Gabrielle Dal Molin, professora, escritora e criadora do perfil @CasaNãoMono no Instagram, trouxe sua perspectiva pessoal e política. Ela compartilhou como a gravidez desafiou sua identidade enquanto mulher bissexual e não-monogâmica. "Foi uma bomba para a minha identidade", contou. Gabrielle apontou que o maior desafio para pais e mães não-monogâmicos não é o ciúme, mas sim a criação de uma rede de apoio para os filhos. "A rede de afeto vai além de quem a gente transa; é sobre quem está disposto a estar presente".
O conceito de agamia também foi um ponto de discussão. Para Rhuann, a ideia vai além de simplesmente estar solteiro. Trata-se de uma escolha consciente de não se casar ou ter filhos, desvinculando-se dos compromissos tradicionais de relacionamento. No entanto, o sociólogo levantou a dúvida: "Será que esse conceito realmente reflete um fenômeno cultural ou é uma categoria criada por acadêmicos e teóricos?"

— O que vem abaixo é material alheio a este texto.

//! Per-path cache of fetched byte ranges.
//!
//! # Design
//!
//! Each path maps to an offset-ordered `BTreeMap<u64, Bytes>` of disjoint
//! ranges. An insert is clipped against every range it overlaps and only the
//! uncovered gaps are stored, each as a zero-copy slice of the inserted
//! buffer. A fully covered insert is discarded. Adjacent ranges are not
//! coalesced; lookups return the range containing the offset and callers
//! fold consecutive hits.
//!
//! Inserts for one path are serialized by a per-path lock. Memory is bounded
//! by a byte budget and by an idle sweep. Over budget, least recently used
//! paths go first; if the inserting path alone is still too large, its ranges
//! furthest behind the insert are dropped.

use std::collections::{BTreeMap, HashMap};
use std::sync::atomic::{AtomicU64, Ordering};
use std::sync::Arc;
use std::time::{Duration, Instant};

use bytes::Bytes;
use parking_lot::Mutex;
use tracing::{debug, error, warn};

use crate::options::RangeCacheOptions;
use crate::reaper::IdleSweep;
use crate::stamp::AccessStamp;

/// Result of a cache lookup.
#[derive(Debug, Clone, PartialEq, Eq)]
pub enum CacheHit {
    /// All requested bytes.
    Full(Bytes),
    /// A non-empty prefix of the requested bytes.
    Partial(Bytes),
}

impl CacheHit {
    pub fn bytes(&self) -> &Bytes {
        match self {
            CacheHit::Full(b) | CacheHit::Partial(b) => b,
        }
    }

    pub fn into_bytes(self) -> Bytes {
        match self {
            CacheHit::Full(b) | CacheHit::Partial(b) => b,
        }
    }
}

/// Result of a cache insert.
#[derive(Debug, Clone, PartialEq, Eq)]
pub enum InsertOutcome {
    /// Uncovered parts of the insert were stored.
    Stored { pieces: usize, bytes: u64 },
    /// Every byte was already cached.
    Redundant,
    /// A stored piece would have overlapped an existing range; nothing further stored.
    Rejected,
}

/// Counters describing cache contents.
#[derive(Debug, Clone, Default, PartialEq, Eq)]
pub struct RangeCacheStats {
    pub paths: usize,
    pub ranges: usize,
    pub bytes: u64,
}

#[derive(Debug, Default)]
struct PathRanges {
    ranges: BTreeMap<u64, Bytes>,
    bytes: u64,
    stamp: AccessStamp,
    /// Set once the path is dropped from the cache; inserts must re-resolve.
    detached: bool,
}

impl PathRanges {
    /// Half-open spans `[start, end)` of `[start, end)` not yet cached.
    fn gaps(&self, start: u64, end: u64) -> Vec<(u64, u64)> {
        let mut gaps: Vec<(u64, u64)> = Vec::new();
        let mut cursor: u64 = start;
        if let Some((&s, d)) = self.ranges.range(..=start).next_back() {
            cursor = cursor.max(s + d.len() as u64);
        }
        for (&s, d) in self.ranges.range(start..end) {
            if s > cursor {
                gaps.push((cursor, s));
            }
            cursor = cursor.max(s + d.len() as u64);
        }
        if cursor < end {
            gaps.push((cursor, end));
        }
        gaps
    }

    /// Whether `[start, end)` overlaps any stored range.
    fn overlaps(&self, start: u64, end: u64) -> bool {
        if let Some((&s, d)) = self.ranges.range(..=start).next_back() {
            if s + d.len() as u64 > start {
                return true;
            }
        }
        self.ranges.range(start..end).next().is_some()
    }
}

/// Cache of previously fetched byte ranges, keyed by path.
pub struct RangeCache {
    max_bytes: u64,
    idle_timeout: Duration,
    paths: Mutex<HashMap<String, Arc<Mutex<PathRanges>>>>,
    total_bytes: AtomicU64,
}

impl RangeCache {
    /// Create an empty cache.
    pub fn new(options: &RangeCacheOptions) -> Self {
        Self {
            max_bytes: options.max_bytes,
            idle_timeout: options.idle_timeout(),
            paths: Mutex::new(HashMap::new()),
            total_bytes: AtomicU64::new(0),
        }
    }

    fn entry(&self, path: &str) -> Arc<Mutex<PathRanges>> {
        self.paths
            .lock()
            .entry(path.to_string())
            .or_default()
            .clone()
    }

    /// Store `data` fetched at `offset` of `path`.
    ///
    /// Bytes already cached are dropped from the insert; only the gaps are
    /// stored. The cache never holds two overlapping ranges for a path.
    ///
    /// # Arguments
    /// * `path` - File path the bytes belong to
    /// * `offset` - Object offset of `data[0]`
    /// * `data` - Fetched bytes
    pub fn insert(&self, path: &str, offset: u64, data: Bytes) -> InsertOutcome {
        if data.is_empty() {
            return InsertOutcome::Redundant;
        }
        let end: u64 = offset + data.len() as u64;

        let outcome: InsertOutcome = loop {
            let entry: Arc<Mutex<PathRanges>> = self.entry(path);
            let mut ranges = entry.lock();
            if ranges.detached {
                continue;
            }
            ranges.stamp.touch();

            let gaps: Vec<(u64, u64)> = ranges.gaps(offset, end);
            if gaps.is_empty() {
                warn!(path, offset, len = data.len(), "Discarding redundant cache insert");
                break InsertOutcome::Redundant;
            }

            let mut pieces: usize = 0;
            let mut stored: u64 = 0;
            let mut rejected: bool = false;
            for (gap_start, gap_end) in gaps {
                if ranges.overlaps(gap_start, gap_end) {
                    error!(
                        path,
                        gap_start, gap_end, "Cache insert would overlap an existing range, skipping"
                    );
                    rejected = true;
                    break;
                }
                let piece: Bytes =
                    data.slice((gap_start - offset) as usize..(gap_end - offset) as usize);
                ranges.ranges.insert(gap_start, piece);
                pieces += 1;
                stored += gap_end - gap_start;
            }
            ranges.bytes += stored;
            self.total_bytes.fetch_add(stored, Ordering::SeqCst);

            if rejected && pieces == 0 {
                break InsertOutcome::Rejected;
            }
            debug!(path, offset, pieces, stored, "Cached range");
            break InsertOutcome::Stored {
                pieces,
                bytes: stored,
            };
        };

        if self.total_bytes.load(Ordering::SeqCst) > self.max_bytes {
            self.enforce_budget(path, offset, end);
        }
        outcome
    }

    /// Look up `[offset, offset + length)` of `path`.
    ///
    /// # Returns
    /// `Full` if one cached range covers the request, `Partial` with the
    /// available prefix if a range covers `offset` but ends early, None on a miss.
    pub fn lookup(&self, path: &str, offset: u64, length: usize) -> Option<CacheHit> {
        if length == 0 {
            return None;
        }
        let entry: Arc<Mutex<PathRanges>> = self.paths.lock().get(path)?.clone();
        let ranges = entry.lock();
        let (&start, data) = ranges.ranges.range(..=offset).next_back()?;
        let range_end: u64 = start + data.len() as u64;
        if offset >= range_end {
            return None;
        }
        ranges.stamp.touch();

        let available: usize = ((range_end - offset) as usize).min(length);
        let from: usize = (offset - start) as usize;
        let bytes: Bytes = data.slice(from..from + available);
        if available == length {
            Some(CacheHit::Full(bytes))
        } else {
            Some(CacheHit::Partial(bytes))
        }
    }

    /// Stored ranges for `path` as `(offset, len)`, in offset order.
    pub fn ranges(&self, path: &str) -> Vec<(u64, usize)> {
        let Some(entry) = self.paths.lock().get(path).cloned() else {
            return Vec::new();
        };
        let ranges = entry.lock();
        ranges.ranges.iter().map(|(&s, d)| (s, d.len())).collect()
    }

    /// Drop everything cached for `path`.
    pub fn remove(&self, path: &str) {
        let removed: Option<Arc<Mutex<PathRanges>>> = self.paths.lock().remove(path);
        if let Some(entry) = removed {
            self.detach(&entry);
        }
    }

    pub fn stats(&self) -> RangeCacheStats {
        let entries: Vec<Arc<Mutex<PathRanges>>> = self.paths.lock().values().cloned().collect();
        let mut stats = RangeCacheStats {
            paths: entries.len(),
            ..Default::default()
        };
        for entry in entries {
            let ranges = entry.lock();
            stats.ranges += ranges.ranges.len();
            stats.bytes += ranges.bytes;
        }
        stats
    }

    fn detach(&self, entry: &Arc<Mutex<PathRanges>>) {
        let mut ranges = entry.lock();
        ranges.detached = true;
        self.total_bytes.fetch_sub(ranges.bytes, Ordering::SeqCst);
    }

    /// Drop least recently used paths, other than `keep`, until under budget.
    /// If `keep` alone is still over, trim its own ranges around
    /// `[offset, end)`, the span just inserted.
    fn enforce_budget(&self, keep: &str, offset: u64, end: u64) {
        let mut paths = self.paths.lock();
        let mut candidates: Vec<(Instant, String)> = paths
            .iter()
            .filter(|(p, _)| p.as_str() != keep)
            .map(|(p, e)| (e.lock().stamp.last_access(), p.clone()))
            .collect();
        candidates.sort();

        for (_, path) in candidates {
            if self.total_bytes.load(Ordering::SeqCst) <= self.max_bytes {
                break;
            }
            if let Some(entry) = paths.remove(&path) {
                self.detach(&entry);
                debug!(path = %path, "Evicted cached path over byte budget");
            }
        }

        if self.total_bytes.load(Ordering::SeqCst) <= self.max_bytes {
            return;
        }
        if let Some(entry) = paths.get(keep).cloned() {
            self.trim_path(keep, &entry, offset, end);
        }
    }

    /// Drop ranges of one path until the cache is under budget.
    ///
    /// Ranges below `offset` go first, lowest offset first, then ranges past
    /// `end`, highest offset first. Ranges inside `[offset, end)` go last, only
    /// when the insert alone exceeds the budget.
    fn trim_path(&self, path: &str, entry: &Arc<Mutex<PathRanges>>, offset: u64, end: u64) {
        let mut ranges = entry.lock();
        if ranges.detached {
            return;
        }
        let behind = ranges.ranges.range(..offset).map(|(&s, _)| s);
        let ahead = ranges.ranges.range(end..).rev().map(|(&s, _)| s);
        let inside = ranges.ranges.range(offset..end).map(|(&s, _)| s);
        let order: Vec<u64> = behind.chain(ahead).chain(inside).collect();

        let mut dropped: usize = 0;
        for start in order {
            if self.total_bytes.load(Ordering::SeqCst) <= self.max_bytes {
                break;
            }
            if let Some(data) = ranges.ranges.remove(&start) {
                let len: u64 = data.len() as u64;
                ranges.bytes -= len;
                self.total_bytes.fetch_sub(len, Ordering::SeqCst);
                dropped += 1;
            }
        }
        if dropped > 0 {
            debug!(path, dropped, "Trimmed cached ranges over byte budget");
        }
    }
}

impl IdleSweep for RangeCache {
    fn sweep_idle(&self, now: Instant) -> usize {
        let mut paths = self.paths.lock();
        let idle: Vec<String> = paths
            .iter()
            .filter(|(_, e)| e.lock().stamp.idle_for(now) > self.idle_timeout)
            .map(|(p, _)| p.clone())
            .collect();
        for path in &idle {
            if let Some(entry) = paths.remove(path) {
                self.detach(&entry);
            }
        }
        idle.len()
    }
}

Ao encerrar o painel, o mediador Rafael Battaglia, jornalista da Superinteressante, destacou a diversidade de ideias debatidas. "O mais interessante foi ver como esses conceitos — monogamia, agamia e não-monogamia — foram discutidos e moldados ao vivo, refletindo as diferentes perspectivas que trouxemos para o palco", comentou.
O painel não trouxe respostas definitivas, mas deixou uma certeza: a maneira como nos relacionamos está, mais do que nunca, em constante transformação.